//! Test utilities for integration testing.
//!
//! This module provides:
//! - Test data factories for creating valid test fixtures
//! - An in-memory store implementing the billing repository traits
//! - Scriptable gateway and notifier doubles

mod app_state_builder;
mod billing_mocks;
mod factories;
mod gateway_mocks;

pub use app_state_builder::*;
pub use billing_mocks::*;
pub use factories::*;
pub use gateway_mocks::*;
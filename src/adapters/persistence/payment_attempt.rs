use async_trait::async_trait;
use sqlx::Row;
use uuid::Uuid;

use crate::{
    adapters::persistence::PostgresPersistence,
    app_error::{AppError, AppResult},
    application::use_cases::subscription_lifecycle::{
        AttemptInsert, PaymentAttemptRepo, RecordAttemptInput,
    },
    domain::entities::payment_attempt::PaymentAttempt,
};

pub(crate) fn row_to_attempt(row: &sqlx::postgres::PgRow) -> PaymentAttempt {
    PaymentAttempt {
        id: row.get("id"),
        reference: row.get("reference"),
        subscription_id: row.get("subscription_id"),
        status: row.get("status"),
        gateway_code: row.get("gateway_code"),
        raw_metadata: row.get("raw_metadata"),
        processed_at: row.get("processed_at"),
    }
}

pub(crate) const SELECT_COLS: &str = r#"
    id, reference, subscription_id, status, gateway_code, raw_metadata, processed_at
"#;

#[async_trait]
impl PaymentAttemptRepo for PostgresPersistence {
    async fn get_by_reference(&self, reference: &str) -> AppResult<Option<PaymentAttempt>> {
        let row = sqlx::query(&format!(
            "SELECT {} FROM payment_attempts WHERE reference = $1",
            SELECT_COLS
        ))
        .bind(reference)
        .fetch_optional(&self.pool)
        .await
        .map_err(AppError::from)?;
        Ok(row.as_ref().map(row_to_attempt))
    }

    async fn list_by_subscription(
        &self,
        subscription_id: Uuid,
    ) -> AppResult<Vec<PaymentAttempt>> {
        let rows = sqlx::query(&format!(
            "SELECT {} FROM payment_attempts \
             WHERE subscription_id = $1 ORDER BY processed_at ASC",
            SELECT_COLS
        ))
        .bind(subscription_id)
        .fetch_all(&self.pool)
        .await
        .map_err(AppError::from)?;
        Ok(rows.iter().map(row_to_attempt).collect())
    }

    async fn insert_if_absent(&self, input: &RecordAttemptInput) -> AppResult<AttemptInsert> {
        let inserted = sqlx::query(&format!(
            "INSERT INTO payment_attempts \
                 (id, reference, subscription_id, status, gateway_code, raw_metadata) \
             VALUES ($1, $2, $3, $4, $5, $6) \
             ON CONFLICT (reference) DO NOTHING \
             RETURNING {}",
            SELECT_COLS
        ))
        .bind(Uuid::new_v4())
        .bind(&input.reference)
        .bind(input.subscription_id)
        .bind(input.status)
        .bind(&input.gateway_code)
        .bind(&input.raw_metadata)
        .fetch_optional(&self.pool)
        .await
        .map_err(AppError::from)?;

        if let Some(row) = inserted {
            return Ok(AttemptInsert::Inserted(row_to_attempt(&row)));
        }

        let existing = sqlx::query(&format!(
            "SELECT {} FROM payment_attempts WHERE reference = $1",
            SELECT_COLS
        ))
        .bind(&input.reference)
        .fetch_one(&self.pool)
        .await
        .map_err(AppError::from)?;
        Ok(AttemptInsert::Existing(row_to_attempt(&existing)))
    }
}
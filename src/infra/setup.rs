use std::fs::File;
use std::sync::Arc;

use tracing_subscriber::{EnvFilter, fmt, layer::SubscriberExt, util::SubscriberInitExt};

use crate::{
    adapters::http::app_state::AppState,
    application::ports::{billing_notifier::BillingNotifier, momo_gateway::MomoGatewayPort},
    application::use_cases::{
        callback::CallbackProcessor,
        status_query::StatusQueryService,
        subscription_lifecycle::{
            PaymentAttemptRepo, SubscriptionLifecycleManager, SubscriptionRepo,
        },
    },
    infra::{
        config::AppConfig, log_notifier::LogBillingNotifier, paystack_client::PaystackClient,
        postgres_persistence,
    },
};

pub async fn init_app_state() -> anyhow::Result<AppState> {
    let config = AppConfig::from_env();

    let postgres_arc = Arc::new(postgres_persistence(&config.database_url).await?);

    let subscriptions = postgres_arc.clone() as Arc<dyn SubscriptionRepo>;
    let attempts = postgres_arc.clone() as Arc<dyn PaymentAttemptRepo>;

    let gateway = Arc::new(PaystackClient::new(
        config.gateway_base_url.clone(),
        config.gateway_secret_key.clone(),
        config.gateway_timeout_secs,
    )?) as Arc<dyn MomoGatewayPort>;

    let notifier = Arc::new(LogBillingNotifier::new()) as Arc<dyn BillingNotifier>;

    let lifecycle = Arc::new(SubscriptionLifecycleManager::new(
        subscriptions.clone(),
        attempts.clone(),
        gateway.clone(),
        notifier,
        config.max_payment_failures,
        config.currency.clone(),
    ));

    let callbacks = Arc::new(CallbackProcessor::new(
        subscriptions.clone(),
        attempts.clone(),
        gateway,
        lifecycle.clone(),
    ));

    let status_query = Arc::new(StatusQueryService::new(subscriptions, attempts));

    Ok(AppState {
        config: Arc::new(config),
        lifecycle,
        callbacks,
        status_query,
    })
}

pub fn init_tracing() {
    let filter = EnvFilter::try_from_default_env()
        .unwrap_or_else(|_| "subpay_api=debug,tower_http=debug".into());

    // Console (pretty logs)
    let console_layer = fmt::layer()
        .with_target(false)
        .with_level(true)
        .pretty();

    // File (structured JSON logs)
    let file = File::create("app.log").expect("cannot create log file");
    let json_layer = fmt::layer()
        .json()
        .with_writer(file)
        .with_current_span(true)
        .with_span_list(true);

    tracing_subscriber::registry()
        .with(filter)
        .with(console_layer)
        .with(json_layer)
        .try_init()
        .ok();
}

--

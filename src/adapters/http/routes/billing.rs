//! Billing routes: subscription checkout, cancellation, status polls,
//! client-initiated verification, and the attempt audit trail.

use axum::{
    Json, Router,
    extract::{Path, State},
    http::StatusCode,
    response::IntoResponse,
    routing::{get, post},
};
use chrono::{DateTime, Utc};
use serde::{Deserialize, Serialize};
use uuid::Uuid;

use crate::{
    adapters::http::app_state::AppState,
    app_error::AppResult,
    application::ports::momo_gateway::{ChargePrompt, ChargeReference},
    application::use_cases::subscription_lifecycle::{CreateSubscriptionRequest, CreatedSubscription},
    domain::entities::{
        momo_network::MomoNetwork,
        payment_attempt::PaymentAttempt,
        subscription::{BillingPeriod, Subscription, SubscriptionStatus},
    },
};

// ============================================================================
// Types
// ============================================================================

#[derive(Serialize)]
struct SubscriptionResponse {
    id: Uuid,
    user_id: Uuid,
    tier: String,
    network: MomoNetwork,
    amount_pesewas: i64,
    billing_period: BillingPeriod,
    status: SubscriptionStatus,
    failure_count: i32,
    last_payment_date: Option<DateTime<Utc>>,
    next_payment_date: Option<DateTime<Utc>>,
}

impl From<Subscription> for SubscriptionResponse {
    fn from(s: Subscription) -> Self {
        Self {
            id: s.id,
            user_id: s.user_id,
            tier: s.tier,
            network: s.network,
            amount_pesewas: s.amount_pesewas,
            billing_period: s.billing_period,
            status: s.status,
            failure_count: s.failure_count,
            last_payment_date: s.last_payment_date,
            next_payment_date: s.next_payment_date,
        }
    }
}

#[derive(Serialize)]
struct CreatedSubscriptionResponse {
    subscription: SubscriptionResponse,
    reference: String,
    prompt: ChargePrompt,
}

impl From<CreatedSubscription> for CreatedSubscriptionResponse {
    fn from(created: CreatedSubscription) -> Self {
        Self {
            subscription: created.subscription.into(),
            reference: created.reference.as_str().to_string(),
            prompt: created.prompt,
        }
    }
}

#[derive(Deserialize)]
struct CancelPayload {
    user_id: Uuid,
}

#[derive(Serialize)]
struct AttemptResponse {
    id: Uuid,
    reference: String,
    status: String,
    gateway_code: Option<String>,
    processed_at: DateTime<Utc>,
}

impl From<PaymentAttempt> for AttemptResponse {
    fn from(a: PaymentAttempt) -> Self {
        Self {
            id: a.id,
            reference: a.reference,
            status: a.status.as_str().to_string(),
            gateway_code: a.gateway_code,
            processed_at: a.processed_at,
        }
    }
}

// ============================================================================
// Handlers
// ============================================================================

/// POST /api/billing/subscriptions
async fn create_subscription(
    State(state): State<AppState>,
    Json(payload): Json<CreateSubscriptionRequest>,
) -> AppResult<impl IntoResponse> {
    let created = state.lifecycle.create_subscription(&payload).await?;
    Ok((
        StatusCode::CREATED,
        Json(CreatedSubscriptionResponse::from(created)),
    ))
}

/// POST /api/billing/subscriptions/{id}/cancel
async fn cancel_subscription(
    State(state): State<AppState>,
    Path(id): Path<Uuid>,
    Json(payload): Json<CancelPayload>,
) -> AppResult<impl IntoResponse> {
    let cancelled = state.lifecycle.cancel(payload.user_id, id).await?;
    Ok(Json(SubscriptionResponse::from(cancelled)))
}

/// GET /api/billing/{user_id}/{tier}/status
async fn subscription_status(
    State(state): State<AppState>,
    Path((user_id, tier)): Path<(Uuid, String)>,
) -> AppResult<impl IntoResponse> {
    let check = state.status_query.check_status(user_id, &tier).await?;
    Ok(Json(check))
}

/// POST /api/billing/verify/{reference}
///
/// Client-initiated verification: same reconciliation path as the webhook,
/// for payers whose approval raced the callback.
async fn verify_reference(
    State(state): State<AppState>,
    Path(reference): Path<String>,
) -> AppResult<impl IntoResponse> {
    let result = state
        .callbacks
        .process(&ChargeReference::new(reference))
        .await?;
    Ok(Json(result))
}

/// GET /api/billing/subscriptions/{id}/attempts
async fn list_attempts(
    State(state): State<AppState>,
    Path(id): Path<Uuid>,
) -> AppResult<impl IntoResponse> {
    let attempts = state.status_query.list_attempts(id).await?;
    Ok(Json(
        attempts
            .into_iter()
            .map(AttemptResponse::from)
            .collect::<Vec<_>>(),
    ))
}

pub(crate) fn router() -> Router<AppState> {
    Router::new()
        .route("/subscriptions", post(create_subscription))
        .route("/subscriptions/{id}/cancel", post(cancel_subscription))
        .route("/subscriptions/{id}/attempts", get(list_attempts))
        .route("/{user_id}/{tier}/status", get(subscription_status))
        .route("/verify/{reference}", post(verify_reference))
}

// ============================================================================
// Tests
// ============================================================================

* * *

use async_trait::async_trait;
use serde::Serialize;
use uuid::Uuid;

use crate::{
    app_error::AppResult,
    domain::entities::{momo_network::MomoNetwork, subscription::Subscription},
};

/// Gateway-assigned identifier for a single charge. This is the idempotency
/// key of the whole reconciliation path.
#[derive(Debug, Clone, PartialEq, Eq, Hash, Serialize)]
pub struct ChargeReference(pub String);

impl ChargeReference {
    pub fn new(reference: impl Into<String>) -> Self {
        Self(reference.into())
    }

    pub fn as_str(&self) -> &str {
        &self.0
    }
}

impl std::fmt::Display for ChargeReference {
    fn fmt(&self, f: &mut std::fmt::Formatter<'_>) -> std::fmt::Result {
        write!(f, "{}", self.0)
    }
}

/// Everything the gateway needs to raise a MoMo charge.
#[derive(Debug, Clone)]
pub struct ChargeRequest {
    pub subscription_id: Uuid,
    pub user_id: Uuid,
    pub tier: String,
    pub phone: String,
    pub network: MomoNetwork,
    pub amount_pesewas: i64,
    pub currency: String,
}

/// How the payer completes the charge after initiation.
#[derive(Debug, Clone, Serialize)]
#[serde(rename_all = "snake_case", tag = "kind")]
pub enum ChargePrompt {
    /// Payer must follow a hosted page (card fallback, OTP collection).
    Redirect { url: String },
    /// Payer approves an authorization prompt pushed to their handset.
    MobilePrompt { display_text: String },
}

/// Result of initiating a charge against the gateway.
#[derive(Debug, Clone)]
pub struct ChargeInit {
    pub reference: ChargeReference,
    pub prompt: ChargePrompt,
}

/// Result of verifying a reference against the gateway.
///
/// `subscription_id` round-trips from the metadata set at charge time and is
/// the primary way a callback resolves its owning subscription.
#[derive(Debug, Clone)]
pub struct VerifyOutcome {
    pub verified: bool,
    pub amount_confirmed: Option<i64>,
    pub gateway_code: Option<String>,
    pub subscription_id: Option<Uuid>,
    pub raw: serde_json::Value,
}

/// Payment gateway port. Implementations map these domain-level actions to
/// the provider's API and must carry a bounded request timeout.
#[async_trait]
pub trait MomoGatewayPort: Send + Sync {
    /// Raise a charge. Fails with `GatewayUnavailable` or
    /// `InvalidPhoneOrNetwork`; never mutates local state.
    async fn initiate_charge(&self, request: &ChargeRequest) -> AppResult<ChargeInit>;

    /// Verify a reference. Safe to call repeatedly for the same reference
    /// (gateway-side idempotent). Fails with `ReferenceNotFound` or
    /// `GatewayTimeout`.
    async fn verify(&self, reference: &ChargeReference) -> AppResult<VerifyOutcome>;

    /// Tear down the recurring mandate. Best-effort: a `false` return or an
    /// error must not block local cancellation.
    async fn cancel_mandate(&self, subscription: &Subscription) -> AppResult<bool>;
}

[ASSIGNMENT]
Write the number of data lines with "logs", nothing else.

[EXERCISE RESPONSE]
2